We must wait the event. Mr Marshall will sail from hence in a few days, and mr Gerry who has accepted the appointment with many Family difficultis to encounter; will not delay his departure.2
My kind Regards to mrs Tufts and miss suky. I have had an ill turn
similar to that which I had at Quincy, but got much sooner over it, and I sustain the
Heat much better than I expected, but we came very near losing little John Brisler last
night. he was taken with a Cholera Morbus which followd him
with such voilence that he fainted and was as if dead for half an hour. he appears some
what better now and the disorder has abated—
inclosed is a Post Note for 100 dollors 30 cents which you will be kind enough to lay out in a certificate. it is a little balance which was found due to the President on a settlement as vice President.

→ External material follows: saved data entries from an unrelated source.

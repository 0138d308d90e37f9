//! Bounding box types and operations.

use serde::{Deserialize, Serialize};

/// An axis-aligned bounding box.
///
/// In WGS84 the axes are longitude (x) and latitude (y) in degrees; in UTM
/// they are easting and northing in meters.
#[derive(Debug, Clone, Copy, PartialEq, Serialize, Deserialize)]
pub struct BoundingBox {
    pub min_x: f64,
    pub min_y: f64,
    pub max_x: f64,
    pub max_y: f64,
}

impl BoundingBox {
    /// Create a new bounding box from corner coordinates.
    pub fn new(min_x: f64, min_y: f64, max_x: f64, max_y: f64) -> Self {
        Self {
            min_x,
            min_y,
            max_x,
            max_y,
        }
    }

    /// Smallest box enclosing all points, or None for an empty iterator.
    pub fn enclosing<I>(points: I) -> Option<Self>
    where
        I: IntoIterator<Item = (f64, f64)>,
    {
        let mut iter = points.into_iter();
        let (x0, y0) = iter.next()?;
        let mut bbox = Self::new(x0, y0, x0, y0);
        for (x, y) in iter {
            bbox.min_x = bbox.min_x.min(x);
            bbox.min_y = bbox.min_y.min(y);
            bbox.max_x = bbox.max_x.max(x);
            bbox.max_y = bbox.max_y.max(y);
        }
        Some(bbox)
    }

    /// Width of the bounding box in coordinate units.
    pub fn width(&self) -> f64 {
        self.max_x - self.min_x
    }

    /// Height of the bounding box in coordinate units.
    pub fn height(&self) -> f64 {
        self.max_y - self.min_y
    }

    /// Grow the box by `amount` on every side.
    pub fn expanded(&self, amount: f64) -> Self {
        Self::new(
            self.min_x - amount,
            self.min_y - amount,
            self.max_x + amount,
            self.max_y + amount,
        )
    }

    /// Check if a point is contained within this bbox (edges inclusive).
    pub fn contains_point(&self, x: f64, y: f64) -> bool {
        x >= self.min_x && x <= self.max_x && y >= self.min_y && y <= self.max_y
    }
}
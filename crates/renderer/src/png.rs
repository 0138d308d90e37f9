//! PNG encoding for rendered images.
//!
//! Supports three encoding modes:
//! - **Indexed PNG (color type 3)**: Used when the image has ≤256 unique
//!   colors. Produces smaller files for scalar overlays.
//! - **RGBA PNG (color type 6)**: Fallback for RGBA images with more colors.
//! - **RGB PNG (color type 2)**: Truecolor composites without no-data.
//!
//! Use `encode_png` for a [`RenderedImage`], or `create_png_auto` /
//! `create_png` / `create_png_rgb` on raw buffers.

use std::collections::HashMap;
use std::io::Write;

use crate::image::{PixelFormat, RenderedImage};

/// Maximum colors for indexed PNG (PNG8)
const MAX_PALETTE_SIZE: usize = 256;

const PNG_SIGNATURE: [u8; 8] = [137, 80, 78, 71, 13, 10, 26, 10];

/// Encode a rendered image, choosing the smallest suitable color type.
pub fn encode_png(image: &RenderedImage) -> Result<Vec<u8>, String> {
    match image.format {
        PixelFormat::Rgba => create_png_auto(&image.pixels, image.width, image.height),
        PixelFormat::Rgb => create_png_rgb(&image.pixels, image.width, image.height),
    }
}

/// Create a PNG image with automatic format selection.
///
/// Analyzes the pixel data and chooses the most efficient encoding:
/// - If ≤256 unique colors: uses indexed PNG (smaller)
/// - Otherwise: uses RGBA PNG (full color)
///
/// # Arguments
/// - `pixels`: RGBA pixel data (4 bytes per pixel)
/// - `width`: Image width in pixels
/// - `height`: Image height in pixels
pub fn create_png_auto(pixels: &[u8], width: usize, height: usize) -> Result<Vec<u8>, String> {
    check_len(pixels, width, height, 4)?;
    match extract_palette(pixels) {
        Some((palette, indices)) => create_png_indexed(width, height, &palette, &indices),
        None => create_png(pixels, width, height),
    }
}

/// Pack RGBA bytes into a u32 for faster hashing and comparison
#[inline(always)]
fn pack_color(r: u8, g: u8, b: u8, a: u8) -> u32 {
    (r as u32) | ((g as u32) << 8) | ((b as u32) << 16) | ((a as u32) << 24)
}

/// Palette extraction. None when the image has more than 256 colors.
fn extract_palette(pixels: &[u8]) -> Option<(Vec<(u8, u8, u8, u8)>, Vec<u8>)> {
    // Use u32 keys for faster hashing
    let mut color_to_index: HashMap<u32, u8> = HashMap::with_capacity(MAX_PALETTE_SIZE);
    let mut palette: Vec<(u8, u8, u8, u8)> = Vec::with_capacity(MAX_PALETTE_SIZE);
    let mut indices: Vec<u8> = Vec::with_capacity(pixels.len() / 4);

    for chunk in pixels.chunks_exact(4) {
        let packed = pack_color(chunk[0], chunk[1], chunk[2], chunk[3]);

        let index = match color_to_index.get(&packed) {
            Some(&idx) => idx,
            None => {
                if palette.len() >= MAX_PALETTE_SIZE {
                    return None;
                }
                let idx = palette.len() as u8;
                palette.push((chunk[0], chunk[1], chunk[2], chunk[3]));
                color_to_index.insert(packed, idx);
                idx
            }
        };
        indices.push(index);
    }

    Some((palette, indices))
}

/// Create an indexed PNG (color type 3) from palette and indices.
///
/// This is more efficient than RGBA when the image has few unique colors:
/// - 1 byte per pixel instead of 4
/// - Less data to compress
/// - Smaller output file
pub fn create_png_indexed(
    width: usize,
    height: usize,
    palette: &[(u8, u8, u8, u8)],
    indices: &[u8],
) -> Result<Vec<u8>, String> {
    check_len(indices, width, height, 1)?;
    let mut png = Vec::new();
    png.extend_from_slice(&PNG_SIGNATURE);

    // IHDR chunk
    write_chunk(&mut png, b"IHDR", &ihdr(width, height, 3));

    // PLTE chunk (palette)
    let mut plte_data = Vec::with_capacity(palette.len() * 3);
    for (r, g, b, _) in palette {
        plte_data.push(*r);
        plte_data.push(*g);
        plte_data.push(*b);
    }
    write_chunk(&mut png, b"PLTE", &plte_data);

    // tRNS chunk (transparency) - only if any color has alpha < 255
    let has_transparency = palette.iter().any(|(_, _, _, a)| *a < 255);
    if has_transparency {
        let trns_data: Vec<u8> = palette.iter().map(|(_, _, _, a)| *a).collect();
        write_chunk(&mut png, b"tRNS", &trns_data);
    }

    let idat_data =
        deflate_idat(indices, width, height, 1).map_err(|e| format!("IDAT compression failed: {}", e))?;
    write_chunk(&mut png, b"IDAT", &idat_data);

    write_chunk(&mut png, b"IEND", &[]);

    Ok(png)
}

/// Create a PNG image from RGBA pixel data (color type 6).
///
/// This is the fallback for images with >256 unique colors.
pub fn create_png(pixels: &[u8], width: usize, height: usize) -> Result<Vec<u8>, String> {
    create_png_direct(pixels, width, height, 6, 4)
}

/// Create a PNG image from RGB pixel data (color type 2).
pub fn create_png_rgb(pixels: &[u8], width: usize, height: usize) -> Result<Vec<u8>, String> {
    create_png_direct(pixels, width, height, 2, 3)
}

fn create_png_direct(
    pixels: &[u8],
    width: usize,
    height: usize,
    color_type: u8,
    channels: usize,
) -> Result<Vec<u8>, String> {
    check_len(pixels, width, height, channels)?;
    let mut png = Vec::new();
    png.extend_from_slice(&PNG_SIGNATURE);

    write_chunk(&mut png, b"IHDR", &ihdr(width, height, color_type));

    let idat_data = deflate_idat(pixels, width, height, channels)
        .map_err(|e| format!("IDAT compression failed: {}", e))?;
    write_chunk(&mut png, b"IDAT", &idat_data);

    write_chunk(&mut png, b"IEND", &[]);

    Ok(png)
}

fn check_len(data: &[u8], width: usize, height: usize, channels: usize) -> Result<(), String> {
    if width == 0 || height == 0 {
        return Err(format!("cannot encode an empty {}x{} image", width, height));
    }
    if data.len() != width * height * channels {
        return Err(format!(
            "expected {} bytes for {}x{}x{}, got {}",
            width * height * channels,
            width,
            height,
            channels,
            data.len()
        ));
    }
    Ok(())
}

fn ihdr(width: usize, height: usize, color_type: u8) -> Vec<u8> {
    let mut ihdr_data = Vec::with_capacity(13);
    ihdr_data.extend_from_slice(&(width as u32).to_be_bytes());
    ihdr_data.extend_from_slice(&(height as u32).to_be_bytes());
    ihdr_data.push(8); // bit depth
    ihdr_data.push(color_type);
    ihdr_data.push(0); // compression method
    ihdr_data.push(0); // filter method
    ihdr_data.push(0); // interlace method
    ihdr_data
}

/// Write a PNG chunk
fn write_chunk(png: &mut Vec<u8>, chunk_type: &[u8; 4], data: &[u8]) {
    png.extend_from_slice(&(data.len() as u32).to_be_bytes());
    png.extend_from_slice(chunk_type);
    png.extend_from_slice(data);

    // CRC covers type and data
    let mut hasher = crc32fast::Hasher::new();
    hasher.update(chunk_type);
    hasher.update(data);
    png.extend_from_slice(&hasher.finalize().to_be_bytes());
}

/// Deflate scanlines for the IDAT chunk, `bytes_per_pixel` per pixel.
fn deflate_idat(
    data: &[u8],
    width: usize,
    height: usize,
    bytes_per_pixel: usize,
) -> Result<Vec<u8>, Box<dyn std::error::Error>> {
    let stride = width * bytes_per_pixel;
    let mut uncompressed = Vec::with_capacity(height * (1 + stride));
    for y in 0..height {
        uncompressed.push(0); // filter type: none
        uncompressed.extend_from_slice(&data[y * stride..(y + 1) * stride]);
    }

    let mut encoder = flate2::write::ZlibEncoder::new(Vec::new(), flate2::Compression::default());
    encoder.write_all(&uncompressed)?;
    Ok(encoder.finish()?)
}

I am dear sir / Your affectionate
RC (Adams
Papers); addressed by Louisa Catharine Smith: “The Honorable / Cotton Tufts
Esqr / Weymouth—”; endorsed: “Mrs. Adam’s Lett July 12 / 97 / recd. 2d Aug”;
notation: “5.” Some loss of text where the seal was removed.
Influenced in part by the ideals of the French Revolution, the
predominantly Catholic United Irishmen was founded in Belfast in 1791 with the twin
goals of universal suffrage and parliamentary reform. In 1796 the organization formed
a military wing and ordered its members to procure arms and await a French invasion in
which they were to serve as auxiliaries. The same year Parliament passed the
Insurrection Act authorizing the search for arms, and in the spring of 1797 Gen.
Gerard Lake, under orders from the lord lieutenant of Ireland, proclaimed martial law
in Ulster, where the most formidable threat from the United Irishmen existed. Intended
to disarm the population, Lake’s strategy included punitive measures such as house
burning, flogging, and mass arrests (Marianne Elliott, Partners in Revolution: The United Irishmen and France, New Haven, 1982, p.
26;
Cambridge
Modern Hist.
, 9:694, 700;
DNB
; Tommy Graham, “The 200 Shift in United Irish Leadership from Belfast to
Dublin, 1796–1798,” in Jim Smyth, ed., Revolution,
Counter-Revolution, and Union: Ireland in the 1790s, Cambridge, Eng., 2000, p.
62).
John Marshall sailed from Philadelphia to Amsterdam on the brig
Grace, Capt. Thomas Wills, leaving on 18 July and
arriving on 29 August. Marshall traveled to The Hague on 3 Sept. where he met Charles
Cotesworth Pinckney; they delayed their trip to France, hoping for the arrival of
Elbridge Gerry, but finally left The Hague on 18 Sept. and arrived in Paris on the
27th (Philadelphia Porcupine’s Gazette, 24 July; Marshall, Papers
, 3:123, 130, 152; Marvin R. Zahniser, Charles Cotesworth Pinckney: Founding Father, Chapel Hill, N.C., 1967, p.
162–163). For Gerry’s travel, see his
letter to AA, 14 July, and note 4, below.